Nice! I know ZCash has been waiting for more in depth peer review as well for MiMC, any ETA? What about a precompile for Pedersen in the meantime :D?

1 Like

Maybe a precompile for MIMC is in order?

It’s cheap enough in EVM with a reduced number of rounds that it’s a non-issue at the moment. Although the recommended 160 rounds per input would be more taxing.

However, there may be other algorithms with better security properties which are just as cheap both in-circuit and in-EVM (addmod, mulmod and modexp with a small exponent are all relatively cheap, as long as there aren’t any big loops).

I’m still looking into other candidates, doing more research, and trying to determine specifics of security properties, but more people looking into this would definitely be good - as the ‘cheap in EVM and also cheap in-circuit with a ZKSNARK’ is a tough requirement.

2 Likes

This slightly confused me, did you want to say the main chain will be ensuring data availability for the L2 chains and systems (e.g. Plasma) in future? Can you please elaborate? Thanks!

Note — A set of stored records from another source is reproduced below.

//! Driving ports for organization creation and membership workflows.

use async_trait::async_trait;

use crate::domain::{Error, Membership, Organization, OrganizationId, ReviewAction, UserId};

/// Validated organization-creation payload.
#[derive(Debug, Clone)]
pub struct CreateOrganizationRequest {
    pub name: String,
    pub description: Option<String>,
    pub created_by: UserId,
}

/// Domain use-case port for creating organizations.
#[cfg_attr(test, mockall::automock)]
#[async_trait]
pub trait OrganizationCommand: Send + Sync {
    /// Create an organization with the creator as its first admin.
    async fn create_organization(
        &self,
        request: CreateOrganizationRequest,
    ) -> Result<Organization, Error>;
}

/// Domain use-case port for membership requests and their review.
#[cfg_attr(test, mockall::automock)]
#[async_trait]
pub trait MembershipCommand: Send + Sync {
    /// File a pending membership request; a second pending request for the
    /// same pair is a conflict.
    async fn join_organization(
        &self,
        org_id: &OrganizationId,
        user_id: &UserId,
    ) -> Result<Membership, Error>;

    /// Accept or reject a pending request. `actor` must administer the
    /// organization. The rejection reason is optional in this workflow.
    async fn handle_join_request(
        &self,
        org_id: &OrganizationId,
        user_id: &UserId,
        actor: &UserId,
        action: ReviewAction,
        reason: Option<String>,
    ) -> Result<Membership, Error>;
}

/// Domain use-case port for the admins' pending-request queue.
#[cfg_attr(test, mockall::automock)]
#[async_trait]
pub trait PendingRequestsQuery: Send + Sync {
    /// Pending membership requests across every organization `actor`
    /// administers, oldest first.
    async fn pending_requests(&self, actor: &UserId) -> Result<Vec<Membership>, Error>;
}

/// Fixture command that materialises the request without persisting it.
#[derive(Debug, Default, Clone, Copy)]
pub struct FixtureOrganizationCommand;

#[async_trait]
impl OrganizationCommand for FixtureOrganizationCommand {
    async fn create_organization(
        &self,
        request: CreateOrganizationRequest,
    ) -> Result<Organization, Error> {
        Organization::create(
            OrganizationId::random(),
            &request.name,
            request.description,
            request.created_by,
            chrono::Utc::now(),
        )
        .map_err(|error| Error::invalid_request(error.to_string()))
    }
}

/// Fixture command that refuses every mutation with not-found.
#[derive(Debug, Default, Clone, Copy)]
pub struct FixtureMembershipCommand;

#[async_trait]
impl MembershipCommand for FixtureMembershipCommand {
    async fn join_organization(
        &self,
        _org_id: &OrganizationId,
        _user_id: &UserId,
    ) -> Result<Membership, Error> {
        Err(Error::not_found("organization not found"))
    }

    async fn handle_join_request(
        &self,
        _org_id: &OrganizationId,
        _user_id: &UserId,
        _actor: &UserId,
        _action: ReviewAction,
        _reason: Option<String>,
    ) -> Result<Membership, Error> {
        Err(Error::not_found("membership request not found"))
    }
}

/// Fixture query with an empty queue.
#[derive(Debug, Default, Clone, Copy)]
pub struct FixturePendingRequestsQuery;

#[async_trait]
impl PendingRequestsQuery for FixturePendingRequestsQuery {
    async fn pending_requests(&self, _actor: &UserId) -> Result<Vec<Membership>, Error> {
        Ok(Vec::new())
    }
}

#[cfg(test)]
mod tests {
    //! Regression coverage for this module.
    use rstest::rstest;

    use super::*;
    use crate::domain::ErrorCode;

    #[rstest]
    #[tokio::test]
    async fn fixture_join_reports_not_found() {
        let err = FixtureMembershipCommand
            .join_organization(&OrganizationId::random(), &UserId::random())
            .await
            .expect_err("fixture join always fails");
        assert_eq!(err.code(), ErrorCode::NotFound);
    }

    #[rstest]
    #[tokio::test]
    async fn fixture_queue_is_empty() {
        let queue = FixturePendingRequestsQuery
            .pending_requests(&UserId::random())
            .await
            .expect("fixture query succeeds");
        assert!(queue.is_empty());
    }
}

Read the section on “layer 2 execution engines” here: https://vitalik.ca/general/2018/08/26/layer_1.html

1 Like

I would like to assist with this; is there a GitHub repo for this idea that includes the contract and off-chain code that maintains the branches of tx? Once there is a repo, we can try to run a little MVP and see how it does – probably totally separate from any eth network at first and then paired with ropsten.

2 Likes

I would like to assist with this; is there a GitHub repo for this idea that includes the contract and off-chain code that maintains the branches of tx?

We are working towards a PoC for non-fungible tokens at:

But, there is a lot of interest in making it work with accounts and balances, although that comes with many more edge cases and complexities compared to non-fungible tokens. At the moment the aim seems to be ‘keep it simple, and deliverable’.

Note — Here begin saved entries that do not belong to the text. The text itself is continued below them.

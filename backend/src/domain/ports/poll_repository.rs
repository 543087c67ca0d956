//! Port for poll structure and participant reads.

use async_trait::async_trait;

use crate::domain::{Participant, Poll, PollId, UserId};

use super::define_port_error;

define_port_error! {
    /// Persistence errors raised by poll repository adapters.
    pub enum PollRepositoryError {
        /// Repository connection could not be established.
        Connection { message: String } => "poll repository connection failed: {message}",
        /// Query or mutation failed during execution.
        Query { message: String } => "poll repository query failed: {message}",
    }
}

/// Port for polls and their participant weight snapshots.
#[cfg_attr(test, mockall::automock)]
#[async_trait]
pub trait PollRepository: Send + Sync {
    /// Fetch a poll with its full page/question/answer structure.
    async fn find_by_id(&self, id: &PollId) -> Result<Option<Poll>, PollRepositoryError>;

    /// Insert or update a poll.
    async fn save(&self, poll: &Poll) -> Result<(), PollRepositoryError>;

    /// Fetch the participant record for `(poll_id, user_id)`, if enrolled.
    async fn find_participant(
        &self,
        poll_id: &PollId,
        user_id: &UserId,
    ) -> Result<Option<Participant>, PollRepositoryError>;
}

/// Fixture implementation for tests that do not exercise polls.
#[derive(Debug, Default, Clone, Copy)]
pub struct FixturePollRepository;

#[async_trait]
impl PollRepository for FixturePollRepository {
    async fn find_by_id(&self, _id: &PollId) -> Result<Option<Poll>, PollRepositoryError> {
        Ok(None)
    }

    async fn save(&self, _poll: &Poll) -> Result<(), PollRepositoryError> {
        Ok(())
    }

    async fn find_participant(
        &self,
        _poll_id: &PollId,
        _user_id: &UserId,
    ) -> Result<Option<Participant>, PollRepositoryError> {
        Ok(None)
    }
}

#[cfg(test)]
mod tests {
    //! Regression coverage for this module.
    use rstest::rstest;

    use super::*;

    #[rstest]
    #[tokio::test]
    async fn fixture_lookups_return_nothing() {
        let repo = FixturePollRepository;
        let poll = PollId::random();
        assert!(repo.find_by_id(&poll).await.expect("fixture").is_none());
        assert!(
            repo.find_participant(&poll, &UserId::random())
                .await
                .expect("fixture")
                .is_none()
        );
    }
}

Firstly, I want to say I fully support everything you wrote in the post , I’m almost convinced that is the best (if not the only) way for Ethereum to achieve its full potential. Btw, I see these future L2 execution engines as more or less the same thing as Plasma chains, am I right?

However, my understanding is that, in this future setup, L1/main chain should have two functions/purposes:

1. Process disputes/exits
2. Guarantee L2 checkpoints/roots/headers availability and ordering (not the availability and ordering of all the data)

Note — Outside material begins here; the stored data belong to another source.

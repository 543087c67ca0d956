//! HTTP server configuration object and helpers.

use actix_web::cookie::{Key, SameSite};
use std::net::SocketAddr;

use crate::outbound::persistence::DbPool;

/// Builder-style configuration for creating the HTTP server.
pub struct ServerConfig {
    pub(crate) key: Key,
    pub(crate) cookie_secure: bool,
    pub(crate) same_site: SameSite,
    pub(crate) bind_addr: SocketAddr,
    pub(crate) db_pool: Option<DbPool>,
}

impl ServerConfig {
    /// Construct a server configuration.
    #[must_use]
    pub fn new(key: Key, cookie_secure: bool, same_site: SameSite, bind_addr: SocketAddr) -> Self {
        Self {
            key,
            cookie_secure,
            same_site,
            bind_addr,
            db_pool: None,
        }
    }

    /// Attach a database connection pool for persistence adapters.
    ///
    /// When absent, the server falls back to fixture ports so the HTTP
    /// surface stays exercisable in tests and local smoke runs.
    #[must_use]
    pub fn with_db_pool(mut self, pool: DbPool) -> Self {
        self.db_pool = Some(pool);
        self
    }

    /// Return the socket address the server will bind to.
    #[must_use]
    pub fn bind_addr(&self) -> SocketAddr {
        self.bind_addr
    }
}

I fail to understand how L1 can ensure availability of all the L2 data (like proposed here or in the roll_up’s current implementation)? One can imagine a future where we have thousands of L2 chains/engines with millions of Tx/s cumulatively, can this all be on the main chain?

Btw, I see these future L2 execution engines as more or less the same thing as Plasma chains, am I right?

No, they’re quite different. An L2 execution engine is basically an alternative way of interpreting data that is published to the main chain, with two-way convertibility between assets inside and outside this alternate universe-inside-the-same-universe enforced by a smart contract. This is not quite an L2 execution engine but it’s fundamentally similar.

Plasma relies on the great majority of data being outside the chain, and also relies on liveness assumptions, exit mechanisms, etc, to ensure some notion of safety in the event that whoever publishes the data commitments to chain starts publishing bad commitments.

There’s two very distinct classes of constructions here, with different properties; I think both are valuable.

2 Likes

Oh, so those will coexist. Interesting, thank for the clarification.

I believe there is a typo somewhere here, it’s not clear what are you explaining (L2 engines or Plasma chains), and it’s really funny because in my head this description fits both.

Oh, I see, the main difference is that L2 engine publishes all the data (all transactions) on the chain (just like in this proposal and in roll_up), while Plasma keeps most of the data off-chain, right?